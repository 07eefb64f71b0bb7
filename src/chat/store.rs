use std::{cell::RefCell, collections::HashMap, rc::Rc};

use async_trait::async_trait;
use chrono::{DateTime, Utc};
use dioxus_logger::tracing;
use futures::channel::mpsc;

use crate::{
    chat::{thread_id, MessageStream, Subscription},
    error::chat::ChatError,
    model::chat::{ChatMessage, ChatThread, OutgoingMessage},
};

#[derive(Default)]
struct ThreadState {
    thread: Option<ChatThread>,
    messages: Vec<ChatMessage>,
    subscribers: Vec<mpsc::UnboundedSender<ChatMessage>>,
}

#[derive(Default)]
struct StoreState {
    threads: HashMap<String, ThreadState>,
    sequence: u64,
}

/// In-memory message store shared by every clone.
///
/// Each message is stamped with the current time, never earlier than the previous
/// message of its thread, and a store-wide sequence number.
#[derive(Clone, Default)]
pub struct LocalMessageStore {
    state: Rc<RefCell<StoreState>>,
}

impl LocalMessageStore {
    pub fn new() -> Self {
        Self::default()
    }

    /// Append a message stamped at `now`
    pub fn publish_at(
        &self,
        participants: [&str; 2],
        message: OutgoingMessage,
        now: DateTime<Utc>,
    ) -> Result<ChatMessage, ChatError> {
        if message.text.trim().is_empty() {
            return Err(ChatError::BlankMessage);
        }

        let id = thread_id(participants[0], participants[1]);
        let mut state = self.state.borrow_mut();
        state.sequence += 1;
        let sequence = state.sequence;

        let thread = state.threads.entry(id.clone()).or_default();
        let sent_at = thread
            .messages
            .last()
            .map_or(now, |last| last.sent_at.max(now));

        let message = ChatMessage {
            id: format!("{}-{}", id, sequence),
            text: message.text,
            sender_id: message.sender_id,
            sender_name: message.sender_name,
            sent_at,
            sequence,
        };

        thread.messages.push(message.clone());
        thread.thread = Some(ChatThread {
            id: id.clone(),
            participants: participants.iter().map(|p| p.to_string()).collect(),
            last_message: Some(message.text.clone()),
            last_updated: Some(sent_at),
        });

        // Dropped subscriptions are pruned here
        thread
            .subscribers
            .retain(|subscriber| subscriber.unbounded_send(message.clone()).is_ok());

        tracing::debug!(
            thread_id = %id,
            sequence = message.sequence,
            subscribers = thread.subscribers.len(),
            "Published chat message"
        );

        Ok(message)
    }
}

#[async_trait(?Send)]
impl MessageStream for LocalMessageStore {
    fn subscribe(&self, thread_id: &str) -> Result<Subscription, ChatError> {
        let (sender, receiver) = mpsc::unbounded();
        let mut state = self.state.borrow_mut();
        let thread = state.threads.entry(thread_id.to_string()).or_default();

        for message in &thread.messages {
            sender
                .unbounded_send(message.clone())
                .map_err(|_| ChatError::StoreClosed(thread_id.to_string()))?;
        }
        thread.subscribers.push(sender);

        Ok(Subscription::new(thread_id, receiver))
    }

    async fn send(
        &self,
        participants: [&str; 2],
        message: OutgoingMessage,
    ) -> Result<ChatMessage, ChatError> {
        self.publish_at(participants, message, Utc::now())
    }

    fn thread(&self, thread_id: &str) -> Option<ChatThread> {
        self.state
            .borrow()
            .threads
            .get(thread_id)
            .and_then(|thread| thread.thread.clone())
    }
}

### [Work request]
Output the whole listing exactly as given.

### [Task output]
repository 07eefb64f71b0bb7
filename src/chat/store.rs
use std::{cell::RefCell, collections::HashMap, rc::Rc};

use async_trait::async_trait;
use chrono::{DateTime, Utc};
use dioxus_logger::tracing;
use futures::channel::mpsc;

use crate::{
    chat::{thread_id, MessageStream, Subscription},
    error::chat::ChatError,
    model::chat::{ChatMessage, ChatThread, OutgoingMessage},
};

#[derive(Default)]
struct ThreadState {
    thread: Option<ChatThread>,
    messages: Vec<ChatMessage>,
    subscribers: Vec<mpsc::UnboundedSender<ChatMessage>>,
}

#[derive(Default)]
struct StoreState {
    threads: HashMap<String, ThreadState>,
    sequence: u64,
}

/// In-memory message store shared by every clone.
///
/// Each message is stamped with the current time, never earlier than the previous
/// message of its thread, and a store-wide sequence number.
#[derive(Clone, Default)]
pub struct LocalMessageStore {
    state: Rc<RefCell<StoreState>>,
}

impl LocalMessageStore {
    pub fn new() -> Self {
        Self::default()
    }

    /// Append a message stamped at `now`
    pub fn publish_at(
        &self,
        participants: [&str; 2],
        message: OutgoingMessage,
        now: DateTime<Utc>,
    ) -> Result<ChatMessage, ChatError> {
        if message.text.trim().is_empty() {
            return Err(ChatError::BlankMessage);
        }

        let id = thread_id(participants[0], participants[1]);
        let mut state = self.state.borrow_mut();
        state.sequence += 1;
        let sequence = state.sequence;

        let thread = state.threads.entry(id.clone()).or_default();
        let sent_at = thread
            .messages
            .last()
            .map_or(now, |last| last.sent_at.max(now));

        let message = ChatMessage {
            id: format!("{}-{}", id, sequence),
            text: message.text,
            sender_id: message.sender_id,
            sender_name: message.sender_name,
            sent_at,
            sequence,
        };

        thread.messages.push(message.clone());
        thread.thread = Some(ChatThread {
            id: id.clone(),
            participants: participants.iter().map(|p| p.to_string()).collect(),
            last_message: Some(message.text.clone()),
            last_updated: Some(sent_at),
        });

        // Dropped subscriptions are pruned here
        thread
            .subscribers
            .retain(|subscriber| subscriber.unbounded_send(message.clone()).is_ok());

        tracing::debug!(
            thread_id = %id,
            sequence = message.sequence,
            subscribers = thread.subscribers.len(),
            "Published chat message"
        );

        Ok(message)
    }
}

#[async_trait(?Send)]
impl MessageStream for LocalMessageStore {
    fn subscribe(&self, thread_id: &str) -> Result<Subscription, ChatError> {
        let (sender, receiver) = mpsc::unbounded();
        let mut state = self.state.borrow_mut();
        let thread = state.threads.entry(thread_id.to_string()).or_default();

        for message in &thread.messages {
            sender
                .unbounded_send(message.clone())
                .map_err(|_| ChatError::StoreClosed(thread_id.to_string()))?;
        }
        thread.subscribers.push(sender);

        Ok(Subscription::new(thread_id, receiver))
    }

    async fn send(
        &self,
        participants: [&str; 2],
        message: OutgoingMessage,
    ) -> Result<ChatMessage, ChatError> {
        self.publish_at(participants, message, Utc::now())
    }

    fn thread(&self, thread_id: &str) -> Option<ChatThread> {
        self.state
            .borrow()
            .threads
            .get(thread_id)
            .and_then(|thread| thread.thread.clone())
    }
}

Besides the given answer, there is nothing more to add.